Hi! Could someone educate me on transcripts? I have applied for my transcripts from Bangalore University for immigration. I'm confused on how to go ahead once I receive them. The site says the university has to send it to WES for assessment. How do I do this as the university will just give me the transcripts in an envelope? Could I collect the transcripts and then post them to WES?


----------



## WestCoastCanadianGirl (Mar 17, 2012)

How about contacting WES as to what they want you to do?


----------



## digiavi (Jul 26, 2014)

Yes i'll try that! Thank you.


----------



## kchaitu4 (Jun 27, 2015)

digiavi said:


> Hi! Could someone educate me on transcripts?
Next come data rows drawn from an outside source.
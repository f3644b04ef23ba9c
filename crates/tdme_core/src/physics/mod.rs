//! Physics module: collision geometry, rigid bodies and the world registry
//!
//! The world owns bodies and keeps a broad-phase partition in sync; the
//! narrow phase in [`collision`] provides the exact shape tests.

pub mod collision;
pub mod collision_types;
pub mod rigid_body;
pub mod world;

pub use collision::{Aabb, BoundingVolume, Capsule, OrientedBoundingBox, Sphere, Triangle};
pub use collision_types::CollisionTypes;
pub use rigid_body::{RigidBody, RigidBodyHandle};
pub use world::{World, WorldError};
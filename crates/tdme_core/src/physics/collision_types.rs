//! Collision type bits for filtering bodies in queries
//!
//! Every rigid body carries exactly the bits describing what it is, queries
//! carry a mask of what they care about. A body takes part in a query when
//! the two share at least one bit.

use bitflags::bitflags;

bitflags! {
    /// Collision type bits of a body, or a query mask
    #[derive(Debug, Clone, Copy, PartialEq, Eq, Hash, PartialOrd, Ord)]
    pub struct CollisionTypes: u32 {
        /// Static environment geometry
        const STATIC = 1 << 0;
        /// Moving bodies driven by simulation or game logic
        const DYNAMIC = 1 << 1;
        /// Characters that walk paths
        const ACTOR = 1 << 2;
        /// Trigger volumes (never block movement by default)
        const TRIGGER = 1 << 3;
        /// Projectiles
        const PROJECTILE = 1 << 4;

        // User-defined custom bits (8-15)
        /// Custom bit 8
        const CUSTOM_8 = 1 << 8;
        /// Custom bit 9
        const CUSTOM_9 = 1 << 9;
        /// Custom bit 10
        const CUSTOM_10 = 1 << 10;
        /// Custom bit 11
        const CUSTOM_11 = 1 << 11;
        /// Custom bit 12
        const CUSTOM_12 = 1 << 12;
        /// Custom bit 13
        const CUSTOM_13 = 1 << 13;
        /// Custom bit 14
        const CUSTOM_14 = 1 << 14;
        /// Custom bit 15
        const CUSTOM_15 = 1 << 15;

        /// Mask matching every body
        const ALL = u32::MAX;
    }
}

impl CollisionTypes {
    /// Geometry an actor cannot walk through
    pub const BLOCKING: Self = Self::STATIC.union(Self::DYNAMIC);

    /// Check if a body of type `body` is selected by this mask
    pub fn selects(self, body: CollisionTypes) -> bool {
        self.intersects(body)
    }
}

impl Default for CollisionTypes {
    fn default() -> Self {
        Self::STATIC
    }
}
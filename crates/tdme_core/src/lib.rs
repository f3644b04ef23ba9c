//! # TDME Core
//!
//! Spatial partitioning, collision geometry and path finding for a 3D game
//! world.
//!
//! ## Features
//!
//! - **Narrow Phase**: segment, box, oriented box, sphere, capsule and triangle tests
//! - **Broad Phase**: oct-tree partition with a linear-scan fallback
//! - **World Registry**: rigid bodies with collision types, height probes and ray casts
//! - **Path Finding**: incremental A* with step limits and caller hooks
//!
//! ## Quick Start
//!
//! ```rust,no_run
//! use tdme_core::prelude::*;
//!
//! fn main() -> Result<(), WorldError> {
//!     let mut world = World::from_config(&PartitionConfig::default());
//!     world.add_rigid_body(RigidBody::new_static(
//!         "ground",
//!         BoundingVolume::aabb(Vec3::new(-50.0, -1.0, -50.0), Vec3::new(50.0, 0.0, 50.0)),
//!     ))?;
//!
//!     let actor = BoundingVolume::aabb(Vec3::new(-0.25, 0.0, -0.25), Vec3::new(0.25, 1.8, 0.25));
//!     let transform = Transform::from_position(Vec3::zeros());
//!     let mut path_finding = PathFinding::new(&world, PathFindingConfig::default());
//!     let mut path = Vec::new();
//!     if path_finding.find_path(&actor, &transform, Vec3::new(10.0, 0.0, 0.0), CollisionTypes::STATIC, None, &mut path) {
//!         println!("{} waypoints", path.len());
//!     }
//!     Ok(())
//! }
//! ```

#![warn(missing_docs)]
#![warn(clippy::all, clippy::pedantic, clippy::nursery)]
#![allow(clippy::module_name_repetitions, clippy::similar_names, clippy::too_many_arguments)]

pub mod config;
pub mod foundation;
pub mod pathfinding;
pub mod physics;
pub mod spatial;

/// Common imports for library users
pub mod prelude {
    pub use crate::{
        config::{Config, ConfigError, PartitionConfig, PartitionKind, PathFindingConfig, WorldConfig},
        foundation::math::{Quat, Transform, Vec3},
        pathfinding::{PathFinding, PathFindingCustomTest, PathFindingState, PathRequest},
        physics::{
            BoundingVolume, CollisionTypes, RigidBody, RigidBodyHandle, World, WorldError,
        },
        spatial::{Partition, PartitionNone, PartitionOctTree},
    };
}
I have applied for my transcripts from Bangalore University for immigration. I'm confused on how to go ahead once I receive them. The site says the university has to send it to WES for assessment. How do I do this as the university will just give me the transcripts in an envelope? Could I collect the transcripts and then post them to WES?


Hi,

Even I am from Bangalore University. Send me a PM, i will explain you everything about getting the OT from Bangalore University and sending it to WES.


----------



## viv101 (Aug 27, 2015)

kchaitu4 said:


> Hi,
> 
> Even I am from Bangalore University. Send me a PM, i will explain you everything about getting the OT from Bangalore University and sending it to WES.


Good to know, in fact I'm waiting for my 5 posts to complete so that I start sending PM's
are you an IT professional?
I was wondering the NOC code for SAP professionals?


----------



## kchaitu4 (Jun 27, 2015)

viv101 said:


> Good to know, in fact I'm waiting for my 5 posts to complete so that I start sending PM's
> are you an IT professional?
> I was wondering the NOC code for SAP professionals?


Yes, I am from IT Profession but not SAP.


----------